思想信条は自由ですし、いろいろな考え方を持つ人が、いろいろな切り口で経綸を行い、すこでもみんながよく慣れるように研鑽するなら、それは大歓迎です。
けれど、あらゆる事物や現象を、ことごとく対立ととらえ、敵となったものに対しては、どこまでも容赦ない攻撃を加えるという姿勢は、人としてあるまじき行動です。
そのような思想的傾向や、発言、行動は、国家として治安維持のために「取り締まらない方がどうかしています」。
大正時代の終わり頃、こうした事情から、世界中で共産主義者に対する逮捕や投獄がさかんに行われるようになりました。

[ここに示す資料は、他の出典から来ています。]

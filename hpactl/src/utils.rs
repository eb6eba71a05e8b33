use std::path::Path;

use anyhow::{anyhow, ensure, Context, Result};
use chrono::{DateTime, Duration, Utc};
use config::{Config, Environment, File};
use resources::{
    config::RecommenderConfig,
    objects::{AnalysisSeries, ReasonMap, TraceRow, WorkloadTrace},
};

/// How far back an analysis window may start.
const MAX_LOOKBACK_DAYS: i64 = 42;

/// Layer defaults, an optional YAML file and environment overrides into
/// one immutable config value.
pub fn load_config(path: Option<&Path>) -> Result<RecommenderConfig> {
    let mut builder = Config::builder();
    if let Some(path) = path {
        builder = builder.add_source(File::from(path));
    }
    let config = builder
        .add_source(Environment::default())
        .build()
        .and_then(|raw| raw.try_deserialize::<RecommenderConfig>())
        .with_context(|| "Failed to parse config".to_string())?;
    config.validate()?;
    Ok(config)
}

/// Read per-window usage rows from a CSV file and normalize them.
pub fn read_trace_csv(path: &Path) -> Result<WorkloadTrace> {
    let mut reader = csv::Reader::from_path(path)
        .with_context(|| format!("Failed to open trace file {}", path.display()))?;
    let mut rows = Vec::new();
    for record in reader.deserialize::<TraceRow>() {
        rows.push(record.with_context(|| format!("Malformed trace row in {}", path.display()))?);
    }
    Ok(WorkloadTrace::normalize(rows))
}

/// Write the analysis series of one plan back out as CSV.
pub fn write_analysis_csv(path: &Path, series: &AnalysisSeries) -> Result<()> {
    let mut writer = csv::Writer::from_path(path)
        .with_context(|| format!("Failed to create {}", path.display()))?;
    writer.write_record([
        "window_begin",
        "num_replicas_at_usage_window",
        "sum_containers_cpu_request",
        "sum_containers_cpu_usage",
        "forecast_sum_cpu_up_and_running",
        "sum_containers_mem_request_mi",
        "sum_containers_mem_usage_mi",
        "forecast_sum_mem_up_and_running",
        "forecast_replicas_up_and_running",
        "forecast_replicas_desired",
        "scale_up_behaviour_to_x_times",
        "forecast_cpu_saving",
        "forecast_mem_saving_mi",
        "avg_saving_in_cpus",
        "avg_saving_in_cpus_1d_mean",
        "forecast_clash",
        "method",
    ])?;
    for i in 0..series.len() {
        writer.write_record([
            series.window_begin[i].format("%Y-%m-%dT%H:%M:%S").to_string(),
            series.num_replicas_at_usage_window[i].to_string(),
            series.sum_containers_cpu_request[i].to_string(),
            series.sum_containers_cpu_usage[i].to_string(),
            series.forecast_sum_cpu_up_and_running[i].to_string(),
            series.sum_containers_mem_request_mi[i].to_string(),
            series.sum_containers_mem_usage_mi[i].to_string(),
            series.forecast_sum_mem_up_and_running[i].to_string(),
            series.forecast_replicas_up_and_running[i].to_string(),
            series.forecast_replicas_desired[i].to_string(),
            series.scale_up_behaviour_to_x_times[i].to_string(),
            series.forecast_cpu_saving[i].to_string(),
            series.forecast_mem_saving_mi[i].to_string(),
            series.avg_saving_in_cpus[i].to_string(),
            series.avg_saving_in_cpus_1d_mean[i].to_string(),
            series.forecast_clash[i].to_string(),
            series.method.clone(),
        ])?;
    }
    writer.flush()?;
    Ok(())
}

/// Parse and validate the ISO 8601 analysis window.
pub fn parse_analysis_window(start: &str, end: &str) -> Result<(DateTime<Utc>, DateTime<Utc>)> {
    let start = DateTime::parse_from_rfc3339(start)
        .with_context(|| format!("Invalid ISO 8601 datetime: {}", start))?
        .with_timezone(&Utc);
    let end = DateTime::parse_from_rfc3339(end)
        .with_context(|| format!("Invalid ISO 8601 datetime: {}", end))?
        .with_timezone(&Utc);
    ensure!(start < end, "analysis window start must be strictly before its end");
    ensure!(
        start >= Utc::now() - Duration::days(MAX_LOOKBACK_DAYS),
        "analysis window start must be within the last {} days",
        MAX_LOOKBACK_DAYS
    );
    Ok((start, end))
}

/// Print the machine-readable reason map and produce the failure the
/// driver exits non-zero with.
pub fn no_recommendation(reasons: &ReasonMap) -> anyhow::Error {
    match serde_json::to_string_pretty(&serde_json::json!({ "reasons": reasons })) {
        Ok(rendered) => println!("{}", rendered),
        Err(err) => tracing::error!("Failed to render reasons: {}", err),
    }
    anyhow!("no recommendation generated")
}

#[cfg(test)]
mod tests {
    use super::*;

    #[test]
    fn window_must_be_ordered_and_recent() {
        let now = Utc::now();
        let start = (now - Duration::days(2)).to_rfc3339();
        let end = (now - Duration::days(1)).to_rfc3339();
        assert!(parse_analysis_window(&start, &end).is_ok());
        assert!(parse_analysis_window(&end, &start).is_err());

        let stale = (now - Duration::days(60)).to_rfc3339();
        assert!(parse_analysis_window(&stale, &end).is_err());
        assert!(parse_analysis_window("yesterday", &end).is_err());
    }
}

ちなみにこの時代、Chinaでは、「共産主義者かもしれない」というだけで、銃殺の対象でした。
その共産党が、日本でも結成されたわけです。
当然、これを取り締まるための警察機構が必要になりました。
そしてまず大正14年(1925)に「治安維持法」が制定されました。
これにより特高警察の取締に法的根拠が明示されました。
そして昭和初期にあった無政府主義者や、朝鮮独立運動と称するテロ組織、あるいは似非宗教などの反政府的団体も、取締の対象に加えられました。
特高警察は、おかしな思想に染まったと思われる人に警告を与え、必要に応じて逮捕し、ひとりひとりを誠実に説諭しました。
戦後、特高によって逮捕投獄された政治犯の人たちが、GHQの解放政策によって、牢獄からゾロゾロと出てきました。
彼らは、口を揃えて、
「私は平和のために国家権力による逮捕弾圧にも屈せずに信念を貫き通した」
と叫びました。
なるほど、これが世界の諸国であれば、獄中ではひどい拷問が加えられたであろうし、李氏朝鮮時代なら、体中の骨を一本ずつ折られたりしたであろうし、清國なら、体の肉を少しずつ削り取られたことでしょう。
そうした拷問にも耐えながら改心せずに信念を貫き通したのであるならば、日本人のみならず、世界中の誰もが仰天します。
もちろん彼らが戦後的ヒーローになるためには、特高による取り調べが厳しいものであったと思われれば思われるほど、都合がよかったという一面もあったことでしょう。
けれど、そのように物事を対立的に見る考え方そのものが、もうすでに間違っているのです。
「自分は正義であり、特高は悪である。」
と、このような二極分化して、対立的にものごとを把握しようとする姿勢そのものが、すでに子供じみているのです。
どんなことにも良し悪しがある。
良いことと悪いことは、常に紙の裏表である。
どんなことにも良い面はあるし、どんなことにも悪い面もある。
その両方を背負いながら生きるのが人間だし、人々の集合体である国家なのです。
だからこそ地面に足をつけて、他国の猿真似ではない日本の歴史伝統文化を踏まえて、外来のものからできるだけ良いものを国風化していくという努力が必要なのです。
特高警察はGHQによって解散させられました。
ですからどんなに特高警察を悪し様に言っても、元特高警察の人たちは、反論しませんでした。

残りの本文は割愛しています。